## [Listed records]
▬▬▬▬▬▬
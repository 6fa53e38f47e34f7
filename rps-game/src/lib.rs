//! Client-side session logic for a two-player Rock-Paper-Scissors contract.
//!
//! Players join a single on-chain game, commit to a hidden move, then
//! reveal it. This crate keeps a local view of the contract in sync,
//! builds the commitments, and drives the join/commit/reveal intents.

pub mod commitment;
pub mod context;
pub mod error;
pub mod session;
pub mod sync;

pub use commitment::{CommitmentCodec, CommitmentScheme};
pub use context::SessionContext;
pub use error::{GameError, Result};
pub use session::{Intent, JoinReceipt, RevealSource, SessionOrchestrator, SessionStatus};
pub use sync::{SessionSynchronizer, SyncFailure, SyncHandle};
▬▬▬▬▬▬
Please retype the data, matching it exactly.

repository 6fa53e38f47e34f7
filename rps-game/src/lib.rs
//! Client-side session logic for a two-player Rock-Paper-Scissors contract.
//!
//! Players join a single on-chain game, commit to a hidden move, then
//! reveal it. This crate keeps a local view of the contract in sync,
//! builds the commitments, and drives the join/commit/reveal intents.

pub mod commitment;
pub mod context;
pub mod error;
pub mod session;
pub mod sync;

pub use commitment::{CommitmentCodec, CommitmentScheme};
pub use context::SessionContext;
pub use error::{GameError, Result};
pub use session::{Intent, JoinReceipt, RevealSource, SessionOrchestrator, SessionStatus};
pub use sync::{SessionSynchronizer, SyncFailure, SyncHandle};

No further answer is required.